- Genre: Reality television
- Created by: Martha Stewart;
- Starring: Martha Stewart; Kevin Sharkey; Ryan McCallister;
- Country of origin: United States
- Original language: English
- No. of seasons: 1
- No. of episodes: 8

Production
- Executive producers: Martha Stewart; Dan Cesareo; Lucilla D'Agostino; Taylor Lucy Choi;
- Producers: Rob Vonnes; Amy Silva;
- Production location: Bedford, New York;
- Editors: Sean Gill; Will Fleisher; Doug Garvey; Kristine Young Gaffney;
- Running time: 23-29 minutes
- Production companies: Discovery+; Big Fish Entertainment;

Original release
- Network: Discovery+
- Release: July 1 – August 5, 2021

= Martha Gets Down and Dirty =

Television show on Discovery+

Martha Gets Down and Dirty is an American reality television series which premiered on Discovery+ on July 1, 2021. Set on Martha Stewart's Bedford, New York farm, the series follows Martha Stewart, Martha Stewart Living Omnimedia Executive Director Kevin Sharkey, and Stewart's gardener, Ryan McCallister, as they complete a variety of gardening and domestic projects, with Stewart offering lifestyle tips to fans and celebrity guests.
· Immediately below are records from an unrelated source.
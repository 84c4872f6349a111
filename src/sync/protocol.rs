//! Iroh protocol handler for document op relay.
//!
//! Uses persistent bidirectional connections. Each connection exchanges a
//! snapshot on open so a reconnecting peer catches up on everything it missed,
//! then relays individual ops as they happen. Every op carries a globally
//! unique version stamp, so a stamp-keyed seen set both deduplicates
//! redelivery and stops relay loops in meshed topologies.

use std::collections::HashSet;
use std::future::Future;
use std::sync::Arc;

use anyhow::Result;
use iroh::endpoint::Connection;
use iroh::protocol::{AcceptError, ProtocolHandler};
use serde::{Deserialize, Serialize};
use tokio::io::{AsyncReadExt, AsyncWriteExt};
use tokio::sync::{broadcast, mpsc, Mutex};
use tracing::{debug, warn};

use crate::document::{Document, Origin, ReplicaId, RoomId, VersionStamp, WireOp};

/// Protocol identifier for document sync.
pub const DOC_ALPN: &[u8] = b"canvasync/doc/1";

/// Wire messages on a document connection.
#[derive(Debug, Clone, Serialize, Deserialize)]
pub enum DocMessage {
    /// Sent first on every connection; peers in different rooms disconnect.
    Hello { room: RoomId, replica: ReplicaId },
    /// Ask the peer for its full state.
    SnapshotRequest,
    /// Full serialized document state, merged (not replaced) on receipt.
    Snapshot(Vec<u8>),
    /// One object mutation.
    Op(WireOp),
}

/// Updates surfaced from connections to the sync loop.
#[derive(Debug)]
pub enum DocUpdate {
    Op(WireOp),
    Snapshot(Vec<u8>),
}

/// Document relay protocol over iroh connections.
#[derive(Clone)]
pub struct DocProtocol {
    inner: Arc<DocInner>,
}

impl std::fmt::Debug for DocProtocol {
    fn fmt(&self, f: &mut std::fmt::Formatter<'_>) -> std::fmt::Result {
        f.debug_struct("DocProtocol").finish()
    }
}

struct DocInner {
    room: RoomId,
    replica: ReplicaId,
    /// Sync-thread mirror of the document; answers snapshot requests and
    /// absorbs everything that flows through this node.
    mirror: Mutex<Document>,
    /// Stamps this node has already processed. Ops are stamped once at the
    /// minting replica, so membership here means "relayed already".
    seen: Mutex<HashSet<VersionStamp>>,
    /// Fan-out to every live connection.
    outgoing_tx: broadcast::Sender<DocMessage>,
    /// Channel to the sync loop for updates destined for the main thread.
    update_tx: mpsc::Sender<DocUpdate>,
}

impl DocProtocol {
    /// Protocol identifier.
    pub const ALPN: &'static [u8] = DOC_ALPN;

    /// Create a handler, optionally seeding the mirror from a snapshot of the
    /// main-thread document.
    pub fn new(
        room: RoomId,
        replica: ReplicaId,
        initial_snapshot: Option<&[u8]>,
        update_tx: mpsc::Sender<DocUpdate>,
    ) -> Result<Self> {
        let mut mirror = Document::new(room, replica);
        if let Some(bytes) = initial_snapshot {
            mirror.merge_snapshot(bytes)?;
        }
        let (outgoing_tx, _) = broadcast::channel(256);
        Ok(Self {
            inner: Arc::new(DocInner {
                room,
                replica,
                mirror: Mutex::new(mirror),
                seen: Mutex::new(HashSet::new()),
                outgoing_tx,
                update_tx,
            }),
        })
    }

    /// Publish a locally minted op to all connected peers.
    pub async fn broadcast_op(&self, op: WireOp) -> Result<()> {
        self.inner.seen.lock().await.insert(op.stamp);
        self.inner.mirror.lock().await.apply(&op, Origin::Local)?;
        let _ = self.inner.outgoing_tx.send(DocMessage::Op(op));
        Ok(())
    }

    /// Current mirror state, for seeding a Snapshot reply out of band.
    pub async fn snapshot(&self) -> Vec<u8> {
        self.inner.mirror.lock().await.snapshot()
    }

    /// Handle incoming connection (as acceptor).
    async fn handle_peer(&self, conn: Connection) -> Result<()> {
        let (mut send, mut recv) = conn.accept_bi().await?;
        self.run_relay(&mut send, &mut recv).await
    }

    /// Run the relay loop as initiator.
    pub async fn run_doc_loop(&self, conn: Connection) -> Result<()> {
        let (mut send, mut recv) = conn.open_bi().await?;
        self.run_relay(&mut send, &mut recv).await
    }

    /// Bidirectional relay, identical for both connection directions.
    ///
    /// Reads and writes run as separate halves: the read half owns the stream
    /// end to end so a frame is never abandoned mid-read, and routes its
    /// replies to the write half over a channel.
    async fn run_relay<S, R>(&self, send: &mut S, recv: &mut R) -> Result<()>
    where
        S: AsyncWriteExt + Unpin,
        R: AsyncReadExt + Unpin,
    {
        let mut outgoing_rx = self.inner.outgoing_tx.subscribe();
        let (reply_tx, mut reply_rx) = mpsc::channel::<DocMessage>(16);

        send_doc_msg(
            send,
            &DocMessage::Hello {
                room: self.inner.room,
                replica: self.inner.replica,
            },
        )
        .await?;
        // Pull the peer's state so a (re)connect always resynchronizes.
        send_doc_msg(send, &DocMessage::SnapshotRequest).await?;

        let write_half = async {
            loop {
                tokio::select! {
                    reply = reply_rx.recv() => {
                        match reply {
                            Some(msg) => send_doc_msg(send, &msg).await?,
                            None => break,
                        }
                    }
                    result = outgoing_rx.recv() => {
                        match result {
                            Ok(msg) => send_doc_msg(send, &msg).await?,
                            Err(broadcast::error::RecvError::Closed) => break,
                            Err(broadcast::error::RecvError::Lagged(n)) => {
                                // Missed ops; a snapshot covers whatever was lost.
                                warn!(missed = n, "doc broadcast lagged, sending snapshot");
                                let bytes = self.inner.mirror.lock().await.snapshot();
                                send_doc_msg(send, &DocMessage::Snapshot(bytes)).await?;
                            }
                        }
                    }
                }
            }
            Ok::<_, anyhow::Error>(())
        };

        let read_half = async {
            loop {
                let msg = match recv_doc_msg(recv).await {
                    Ok(msg) => msg,
                    Err(_) => break, // Connection closed
                };
                if !self.handle_message(&reply_tx, msg).await {
                    break;
                }
            }
            Ok::<_, anyhow::Error>(())
        };

        tokio::select! {
            result = write_half => result,
            result = read_half => result,
        }
    }

    /// Process one inbound message. Returns false to drop the connection.
    ///
    /// A semantically bad message (malformed op, wrong-room op, corrupt
    /// snapshot) is logged and skipped; one misbehaving peer message must not
    /// cost the whole connection.
    async fn handle_message(&self, reply_tx: &mpsc::Sender<DocMessage>, msg: DocMessage) -> bool {
        match msg {
            DocMessage::Hello { room, replica } => {
                if room != self.inner.room {
                    warn!(%room, %replica, "peer is in a different room, disconnecting");
                    return false;
                }
                debug!(%replica, "peer joined doc relay");
            }
            DocMessage::SnapshotRequest => {
                let bytes = self.inner.mirror.lock().await.snapshot();
                let _ = reply_tx.send(DocMessage::Snapshot(bytes)).await;
            }
            DocMessage::Snapshot(bytes) => {
                if let Err(e) = self.inner.mirror.lock().await.merge_snapshot(&bytes) {
                    warn!(error = %e, "remote snapshot rejected");
                    return true;
                }
                let _ = self.inner.update_tx.send(DocUpdate::Snapshot(bytes)).await;
            }
            DocMessage::Op(op) => {
                if !self.inner.seen.lock().await.insert(op.stamp) {
                    return true; // Already relayed this op.
                }
                if let Err(e) = self.inner.mirror.lock().await.apply(&op, Origin::Remote) {
                    warn!(error = %e, "remote op rejected");
                    return true;
                }
                let _ = self
                    .inner
                    .update_tx
                    .send(DocUpdate::Op(op.clone()))
                    .await;
                // Relay to the rest of the mesh; receivers dedup by stamp.
                let _ = self.inner.outgoing_tx.send(DocMessage::Op(op));
            }
        }
        true
    }
}

impl ProtocolHandler for DocProtocol {
    fn accept(&self, conn: Connection) -> impl Future<Output = Result<(), AcceptError>> + Send {
        let this = self.clone();
        async move {
            this.handle_peer(conn).await.map_err(|e| {
                AcceptError::from_err(std::io::Error::other(e.to_string()))
            })
        }
    }
}

/// Send a doc message (length-prefixed msgpack).
async fn send_doc_msg<W: AsyncWriteExt + Unpin>(writer: &mut W, msg: &DocMessage) -> Result<()> {
    let data = rmp_serde::to_vec(msg)?;
    let len = data.len() as u32;
    writer.write_all(&len.to_le_bytes()).await?;
    writer.write_all(&data).await?;
    writer.flush().await?;
    Ok(())
}

/// Receive a doc message.
async fn recv_doc_msg<R: AsyncReadExt + Unpin>(reader: &mut R) -> Result<DocMessage> {
    let mut len_bytes = [0u8; 4];
    reader.read_exact(&mut len_bytes).await?;
    let len = u32::from_le_bytes(len_bytes) as usize;

    let mut data = vec![0u8; len];
    reader.read_exact(&mut data).await?;

    Ok(rmp_serde::from_slice(&data)?)
}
The title references both the mucky nature of gardening and the unexpectedly risqué humor employed by Stewart therein. It became best known for an exchange between Stewart and Kim Kardashian where Stewart questioned Kardashian's capacity for daily chores. According to John Anderson of The Wall Street Journal, "you could cut the tension with a cake spatula."

==Guest stars==
- Jesse Tyler Ferguson
- Tiffany Haddish
- Tamron Hall
- Alyson Hannigan
- Paris Hilton
- Kim Kardashian
- Seth Meyers
- Ellen Pompeo
- Nicole Richie
- Al Roker
- Brooke Shields

== Episodes ==

| No. | Title | Original release date |
| 1 | "Keeping Up With Martha's Trees" | 1 July 2021 |
Martha makes the rounds on her 150 acre property in order to maintain the trees and clear dead wood. Kim Kardashian is on hand to learn new skills.
| 2 | "Fire Up the Wieners" | 1 July 2021 |
Martha hosts a hot dog contest and traffics in innuendos during her first barbecue of the spring season. Al Roker teaches her how to make his famous rub.
| 3 | "The Need for Seeds" | 1 July 2021 |
With winter over, Martha plants with the help of her seed vibrator. Martha welcomes Tiffany Haddish to the farm where they work on a special planting project.
| 4 | "House Planting Party" | 8 July 2021 |
Houseplants became popular during the COVID-19 lockdowns and Martha uses them to inject some beauty into her home. She teaches Alyson Hannigan how to care for orchids.
| 5 | "Fowl Play with Martha" | 15 July 2021 |
Martha introduces her award-winning chickens and collects fresh eggs. She is joined by Nicole Richie to swap poultry stories.
| 6 | "You Grow Girl" | 22 July 2021 |
Martha, Ryan and Kevin plant azaleas and tree peonies while fertilizing the boxwood allee. Jesse Tyler Ferguson gets a lesson in mixing the "Martharita" cocktail.
| 7 | "Flower Power" | 29 July 2021 |
Martha plants a field of roses and wild flowers. She gives Ellen Pompeo tips on arranging flowers and mixes flower-inspired cocktails with Seth Meyers.
| 8 | "Martha Vegs Out" | 5 August 2021 |
Martha breaks ground on her vegetable garden. She helps Brooke Shields learn about knife skills, instructs Paris Hilton on the perfect omelet, and assists Tamron Hall in making shaved ice.